REQUIRED ACTION —
Find the lines below that contain "tracing" and tally them. Return only the total.

Stored items —
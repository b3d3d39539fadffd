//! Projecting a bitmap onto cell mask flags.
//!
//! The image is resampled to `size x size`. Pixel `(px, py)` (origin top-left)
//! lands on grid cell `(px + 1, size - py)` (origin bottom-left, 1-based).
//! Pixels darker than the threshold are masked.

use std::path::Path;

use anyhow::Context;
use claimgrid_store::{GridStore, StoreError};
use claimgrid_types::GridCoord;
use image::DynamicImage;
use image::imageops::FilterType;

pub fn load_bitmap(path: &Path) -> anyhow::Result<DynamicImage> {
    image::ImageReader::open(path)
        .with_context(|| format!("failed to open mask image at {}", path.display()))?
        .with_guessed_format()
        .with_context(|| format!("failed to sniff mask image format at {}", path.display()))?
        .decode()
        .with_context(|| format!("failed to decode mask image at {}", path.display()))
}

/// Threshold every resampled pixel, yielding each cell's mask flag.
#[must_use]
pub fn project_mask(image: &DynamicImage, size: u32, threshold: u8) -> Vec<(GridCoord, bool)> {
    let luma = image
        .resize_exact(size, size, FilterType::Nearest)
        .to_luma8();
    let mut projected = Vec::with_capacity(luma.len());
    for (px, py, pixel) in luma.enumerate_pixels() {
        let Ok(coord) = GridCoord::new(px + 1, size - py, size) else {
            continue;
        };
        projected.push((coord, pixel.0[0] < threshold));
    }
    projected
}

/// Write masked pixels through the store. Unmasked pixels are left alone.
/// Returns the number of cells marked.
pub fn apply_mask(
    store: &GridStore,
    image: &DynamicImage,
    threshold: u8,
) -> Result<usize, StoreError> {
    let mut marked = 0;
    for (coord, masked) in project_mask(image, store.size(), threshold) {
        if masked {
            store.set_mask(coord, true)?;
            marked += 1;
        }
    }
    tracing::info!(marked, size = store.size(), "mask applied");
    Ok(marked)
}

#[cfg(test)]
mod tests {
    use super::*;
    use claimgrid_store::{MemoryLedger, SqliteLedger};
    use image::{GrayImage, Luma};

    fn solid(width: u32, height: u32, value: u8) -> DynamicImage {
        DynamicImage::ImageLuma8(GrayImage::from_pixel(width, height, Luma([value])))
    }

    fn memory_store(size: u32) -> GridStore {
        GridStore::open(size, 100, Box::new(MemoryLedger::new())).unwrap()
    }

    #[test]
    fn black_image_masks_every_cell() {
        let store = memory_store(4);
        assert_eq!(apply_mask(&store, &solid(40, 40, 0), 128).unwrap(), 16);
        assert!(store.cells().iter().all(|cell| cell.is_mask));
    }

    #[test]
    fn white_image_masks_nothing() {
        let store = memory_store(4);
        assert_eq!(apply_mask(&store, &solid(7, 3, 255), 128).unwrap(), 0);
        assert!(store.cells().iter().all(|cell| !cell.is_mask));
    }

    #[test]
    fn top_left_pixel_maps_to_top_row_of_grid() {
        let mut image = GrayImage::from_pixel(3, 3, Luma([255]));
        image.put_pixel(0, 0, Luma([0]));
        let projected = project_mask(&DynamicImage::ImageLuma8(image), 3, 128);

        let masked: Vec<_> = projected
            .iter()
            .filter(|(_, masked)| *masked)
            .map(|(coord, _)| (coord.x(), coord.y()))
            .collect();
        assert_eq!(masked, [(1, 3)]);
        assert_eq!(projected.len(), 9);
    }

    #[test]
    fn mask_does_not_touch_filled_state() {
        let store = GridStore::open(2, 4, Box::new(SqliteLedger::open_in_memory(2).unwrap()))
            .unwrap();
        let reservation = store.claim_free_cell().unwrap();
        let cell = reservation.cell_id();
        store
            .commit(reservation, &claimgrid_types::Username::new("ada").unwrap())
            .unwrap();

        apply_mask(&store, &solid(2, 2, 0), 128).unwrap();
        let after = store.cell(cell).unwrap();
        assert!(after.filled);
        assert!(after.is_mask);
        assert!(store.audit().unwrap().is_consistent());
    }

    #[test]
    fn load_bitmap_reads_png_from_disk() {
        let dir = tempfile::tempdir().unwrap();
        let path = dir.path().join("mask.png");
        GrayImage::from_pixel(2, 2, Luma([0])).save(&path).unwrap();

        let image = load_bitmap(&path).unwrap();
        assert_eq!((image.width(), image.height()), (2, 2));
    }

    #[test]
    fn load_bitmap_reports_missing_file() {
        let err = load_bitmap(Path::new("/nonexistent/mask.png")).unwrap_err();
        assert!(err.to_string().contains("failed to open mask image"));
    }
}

...

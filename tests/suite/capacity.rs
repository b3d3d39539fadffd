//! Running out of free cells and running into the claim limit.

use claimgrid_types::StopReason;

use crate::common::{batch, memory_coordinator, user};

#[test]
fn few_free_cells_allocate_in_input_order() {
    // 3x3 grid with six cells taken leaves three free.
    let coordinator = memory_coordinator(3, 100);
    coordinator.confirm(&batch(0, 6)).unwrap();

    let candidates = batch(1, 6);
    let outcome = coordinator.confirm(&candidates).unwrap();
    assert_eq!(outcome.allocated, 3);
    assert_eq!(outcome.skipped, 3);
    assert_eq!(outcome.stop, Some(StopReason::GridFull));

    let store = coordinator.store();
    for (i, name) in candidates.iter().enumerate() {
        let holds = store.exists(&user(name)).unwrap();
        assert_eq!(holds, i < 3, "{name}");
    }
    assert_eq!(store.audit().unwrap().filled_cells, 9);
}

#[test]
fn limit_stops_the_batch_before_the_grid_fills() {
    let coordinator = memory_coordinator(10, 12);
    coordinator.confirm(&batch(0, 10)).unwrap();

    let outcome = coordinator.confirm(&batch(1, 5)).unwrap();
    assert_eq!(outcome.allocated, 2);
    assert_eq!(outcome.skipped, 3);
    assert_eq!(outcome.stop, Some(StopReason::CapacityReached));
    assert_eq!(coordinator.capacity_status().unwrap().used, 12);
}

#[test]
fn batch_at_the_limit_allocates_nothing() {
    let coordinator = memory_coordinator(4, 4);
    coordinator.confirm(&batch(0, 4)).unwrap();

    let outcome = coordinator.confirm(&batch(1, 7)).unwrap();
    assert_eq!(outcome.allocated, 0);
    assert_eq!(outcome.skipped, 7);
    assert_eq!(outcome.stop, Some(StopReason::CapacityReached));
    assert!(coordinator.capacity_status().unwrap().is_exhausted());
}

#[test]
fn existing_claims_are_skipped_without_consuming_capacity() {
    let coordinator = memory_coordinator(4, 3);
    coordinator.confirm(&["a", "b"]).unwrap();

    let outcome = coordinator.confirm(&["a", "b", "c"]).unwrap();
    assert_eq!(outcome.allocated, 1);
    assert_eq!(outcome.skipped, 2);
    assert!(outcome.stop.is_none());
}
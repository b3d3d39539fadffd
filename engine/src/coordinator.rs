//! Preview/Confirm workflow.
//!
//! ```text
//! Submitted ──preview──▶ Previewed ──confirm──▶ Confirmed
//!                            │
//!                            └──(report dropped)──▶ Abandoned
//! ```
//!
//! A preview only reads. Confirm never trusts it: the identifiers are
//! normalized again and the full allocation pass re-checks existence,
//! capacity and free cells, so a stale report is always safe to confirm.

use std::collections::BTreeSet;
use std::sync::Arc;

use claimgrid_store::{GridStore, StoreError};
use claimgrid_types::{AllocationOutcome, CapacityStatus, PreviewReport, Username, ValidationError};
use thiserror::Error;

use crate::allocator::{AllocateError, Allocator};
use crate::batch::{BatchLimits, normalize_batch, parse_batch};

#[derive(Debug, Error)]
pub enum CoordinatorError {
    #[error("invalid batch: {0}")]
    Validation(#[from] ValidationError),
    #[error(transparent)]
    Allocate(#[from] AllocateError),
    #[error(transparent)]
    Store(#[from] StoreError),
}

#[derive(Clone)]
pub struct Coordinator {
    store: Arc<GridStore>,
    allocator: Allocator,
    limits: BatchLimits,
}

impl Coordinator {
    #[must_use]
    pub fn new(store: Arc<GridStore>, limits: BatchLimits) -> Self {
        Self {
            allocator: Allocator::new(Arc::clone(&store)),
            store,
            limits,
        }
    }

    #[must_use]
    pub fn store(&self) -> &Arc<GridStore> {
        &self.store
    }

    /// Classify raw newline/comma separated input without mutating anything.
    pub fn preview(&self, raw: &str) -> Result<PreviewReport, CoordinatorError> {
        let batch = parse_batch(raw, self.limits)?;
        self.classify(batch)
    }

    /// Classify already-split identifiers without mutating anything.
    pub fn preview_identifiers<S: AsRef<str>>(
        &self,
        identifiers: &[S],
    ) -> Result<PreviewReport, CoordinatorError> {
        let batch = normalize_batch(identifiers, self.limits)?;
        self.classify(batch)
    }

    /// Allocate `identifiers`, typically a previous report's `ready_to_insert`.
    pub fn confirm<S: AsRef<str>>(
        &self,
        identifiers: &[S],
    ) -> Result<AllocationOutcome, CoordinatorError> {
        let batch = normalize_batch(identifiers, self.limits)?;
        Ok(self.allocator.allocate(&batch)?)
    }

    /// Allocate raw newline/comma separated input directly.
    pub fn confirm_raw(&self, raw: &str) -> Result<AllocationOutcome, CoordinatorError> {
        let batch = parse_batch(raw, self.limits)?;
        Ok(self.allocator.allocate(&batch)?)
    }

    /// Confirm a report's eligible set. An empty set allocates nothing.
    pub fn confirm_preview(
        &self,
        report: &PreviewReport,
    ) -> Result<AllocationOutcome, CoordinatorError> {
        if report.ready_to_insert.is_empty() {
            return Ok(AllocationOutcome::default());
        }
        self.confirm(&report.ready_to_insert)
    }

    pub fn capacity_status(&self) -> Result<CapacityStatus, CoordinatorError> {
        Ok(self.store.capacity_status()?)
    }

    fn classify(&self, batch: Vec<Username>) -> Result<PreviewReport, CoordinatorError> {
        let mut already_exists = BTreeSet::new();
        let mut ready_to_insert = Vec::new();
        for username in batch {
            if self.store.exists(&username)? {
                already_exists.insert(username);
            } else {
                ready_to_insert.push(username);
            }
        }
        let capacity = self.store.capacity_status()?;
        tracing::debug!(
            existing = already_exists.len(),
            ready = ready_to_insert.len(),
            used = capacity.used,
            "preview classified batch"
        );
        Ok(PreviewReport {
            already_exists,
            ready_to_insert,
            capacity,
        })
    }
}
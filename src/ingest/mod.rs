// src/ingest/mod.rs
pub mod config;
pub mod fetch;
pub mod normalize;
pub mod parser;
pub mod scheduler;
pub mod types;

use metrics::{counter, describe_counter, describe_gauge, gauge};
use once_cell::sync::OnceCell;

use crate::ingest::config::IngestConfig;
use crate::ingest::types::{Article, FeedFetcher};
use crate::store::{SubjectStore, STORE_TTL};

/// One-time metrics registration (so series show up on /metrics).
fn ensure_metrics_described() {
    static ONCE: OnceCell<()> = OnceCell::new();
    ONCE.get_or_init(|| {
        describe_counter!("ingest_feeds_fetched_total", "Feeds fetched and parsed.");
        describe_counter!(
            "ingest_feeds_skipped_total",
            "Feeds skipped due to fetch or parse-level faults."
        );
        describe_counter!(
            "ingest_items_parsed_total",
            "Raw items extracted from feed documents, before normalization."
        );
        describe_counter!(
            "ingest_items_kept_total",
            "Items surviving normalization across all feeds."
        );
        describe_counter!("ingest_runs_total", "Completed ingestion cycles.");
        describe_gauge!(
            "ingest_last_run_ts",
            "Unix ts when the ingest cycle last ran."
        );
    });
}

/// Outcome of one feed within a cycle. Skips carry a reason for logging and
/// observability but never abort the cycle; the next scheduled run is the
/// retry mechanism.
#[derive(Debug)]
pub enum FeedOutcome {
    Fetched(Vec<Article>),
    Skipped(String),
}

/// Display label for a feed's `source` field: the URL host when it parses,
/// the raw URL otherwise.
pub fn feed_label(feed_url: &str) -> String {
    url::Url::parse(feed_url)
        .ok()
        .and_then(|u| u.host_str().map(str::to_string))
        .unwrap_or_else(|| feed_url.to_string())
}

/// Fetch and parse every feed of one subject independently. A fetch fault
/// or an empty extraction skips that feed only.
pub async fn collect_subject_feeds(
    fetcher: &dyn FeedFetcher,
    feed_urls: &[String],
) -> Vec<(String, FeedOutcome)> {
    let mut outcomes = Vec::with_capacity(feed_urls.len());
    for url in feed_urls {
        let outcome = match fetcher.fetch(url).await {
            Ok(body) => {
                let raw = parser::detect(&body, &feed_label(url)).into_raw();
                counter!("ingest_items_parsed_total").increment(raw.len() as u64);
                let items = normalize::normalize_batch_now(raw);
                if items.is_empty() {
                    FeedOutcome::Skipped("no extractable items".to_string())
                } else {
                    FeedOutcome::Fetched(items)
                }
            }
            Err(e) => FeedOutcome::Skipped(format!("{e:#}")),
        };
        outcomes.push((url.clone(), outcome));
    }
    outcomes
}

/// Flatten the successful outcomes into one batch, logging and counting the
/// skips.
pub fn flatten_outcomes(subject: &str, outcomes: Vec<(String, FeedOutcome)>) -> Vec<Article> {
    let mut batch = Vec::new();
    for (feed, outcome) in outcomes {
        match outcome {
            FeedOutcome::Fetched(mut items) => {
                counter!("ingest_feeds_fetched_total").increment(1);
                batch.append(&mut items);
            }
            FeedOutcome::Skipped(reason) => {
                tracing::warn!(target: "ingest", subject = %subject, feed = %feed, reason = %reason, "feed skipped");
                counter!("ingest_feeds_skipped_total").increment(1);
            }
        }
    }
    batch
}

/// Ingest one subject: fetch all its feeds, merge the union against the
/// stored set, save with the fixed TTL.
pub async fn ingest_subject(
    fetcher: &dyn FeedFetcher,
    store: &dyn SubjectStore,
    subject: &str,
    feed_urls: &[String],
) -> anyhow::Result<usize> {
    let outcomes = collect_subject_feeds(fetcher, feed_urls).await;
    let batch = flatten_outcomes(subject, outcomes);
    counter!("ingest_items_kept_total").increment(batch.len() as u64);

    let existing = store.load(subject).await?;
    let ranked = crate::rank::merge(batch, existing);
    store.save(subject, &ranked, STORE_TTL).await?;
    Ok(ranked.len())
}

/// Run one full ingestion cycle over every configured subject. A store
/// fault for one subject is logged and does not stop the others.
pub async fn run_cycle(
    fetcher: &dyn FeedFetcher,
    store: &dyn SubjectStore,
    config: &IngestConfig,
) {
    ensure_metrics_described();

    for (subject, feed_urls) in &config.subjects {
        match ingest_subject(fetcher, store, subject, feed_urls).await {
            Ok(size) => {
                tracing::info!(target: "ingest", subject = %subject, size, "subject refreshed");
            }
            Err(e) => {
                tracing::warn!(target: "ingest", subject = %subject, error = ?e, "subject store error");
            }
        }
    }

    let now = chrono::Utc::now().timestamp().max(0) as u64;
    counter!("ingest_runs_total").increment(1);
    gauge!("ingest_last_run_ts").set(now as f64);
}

WRITTEN ANSWER —
5